-- Opening Marker --
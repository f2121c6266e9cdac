//! Config file location.

use std::path::{Path, PathBuf};

use anyhow::{Result, bail};

/// Directory name under the user config root.
const APP_DIR: &str = "nrktv";

/// Config file name inside the config directory.
const CONFIG_FILE: &str = "config.toml";

/// Resolves the config file path.
///
/// Lookup order: `{dir}/config.toml` when `--dir` is given, then
/// `$XDG_CONFIG_HOME/nrktv/config.toml`, then `~/.config/nrktv/config.toml`.
///
/// # Errors
///
/// Returns an error if neither `XDG_CONFIG_HOME` nor `HOME` is set
/// (when `dir` is `None`).
pub fn resolve_config_path(dir: Option<&PathBuf>) -> Result<PathBuf> {
    if let Some(d) = dir {
        return Ok(d.join(CONFIG_FILE));
    }
    user_config_path(
        std::env::var_os("XDG_CONFIG_HOME").as_deref().map(Path::new),
        std::env::var_os("HOME").as_deref().map(Path::new),
    )
}

/// Picks the per-user config path from the given environment roots.
///
/// An empty `XDG_CONFIG_HOME` is treated as unset.
fn user_config_path(xdg_config_home: Option<&Path>, home: Option<&Path>) -> Result<PathBuf> {
    let root = match (xdg_config_home, home) {
        (Some(xdg), _) if !xdg.as_os_str().is_empty() => xdg.to_path_buf(),
        (_, Some(home)) => home.join(".config"),
        _ => bail!("neither XDG_CONFIG_HOME nor HOME is set"),
    };
    Ok(root.join(APP_DIR).join(CONFIG_FILE))
}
-- Closing Marker --
*ABOUT THIS EXERCISE*
Transcribe the data above in its entirety, exactly.

*WRITTEN RESPONSE*
repository f2121c6266e9cdac
//! Config file location.

use std::path::{Path, PathBuf};

use anyhow::{Result, bail};

/// Directory name under the user config root.
const APP_DIR: &str = "nrktv";

/// Config file name inside the config directory.
const CONFIG_FILE: &str = "config.toml";

/// Resolves the config file path.
///
/// Lookup order: `{dir}/config.toml` when `--dir` is given, then
/// `$XDG_CONFIG_HOME/nrktv/config.toml`, then `~/.config/nrktv/config.toml`.
///
/// # Errors
///
/// Returns an error if neither `XDG_CONFIG_HOME` nor `HOME` is set
/// (when `dir` is `None`).
pub fn resolve_config_path(dir: Option<&PathBuf>) -> Result<PathBuf> {
    if let Some(d) = dir {
        return Ok(d.join(CONFIG_FILE));
    }
    user_config_path(
        std::env::var_os("XDG_CONFIG_HOME").as_deref().map(Path::new),
        std::env::var_os("HOME").as_deref().map(Path::new),
    )
}

/// Picks the per-user config path from the given environment roots.
///
/// An empty `XDG_CONFIG_HOME` is treated as unset.
fn user_config_path(xdg_config_home: Option<&Path>, home: Option<&Path>) -> Result<PathBuf> {
    let root = match (xdg_config_home, home) {
        (Some(xdg), _) if !xdg.as_os_str().is_empty() => xdg.to_path_buf(),
        (_, Some(home)) => home.join(".config"),
        _ => bail!("neither XDG_CONFIG_HOME nor HOME is set"),
    };
    Ok(root.join(APP_DIR).join(CONFIG_FILE))
}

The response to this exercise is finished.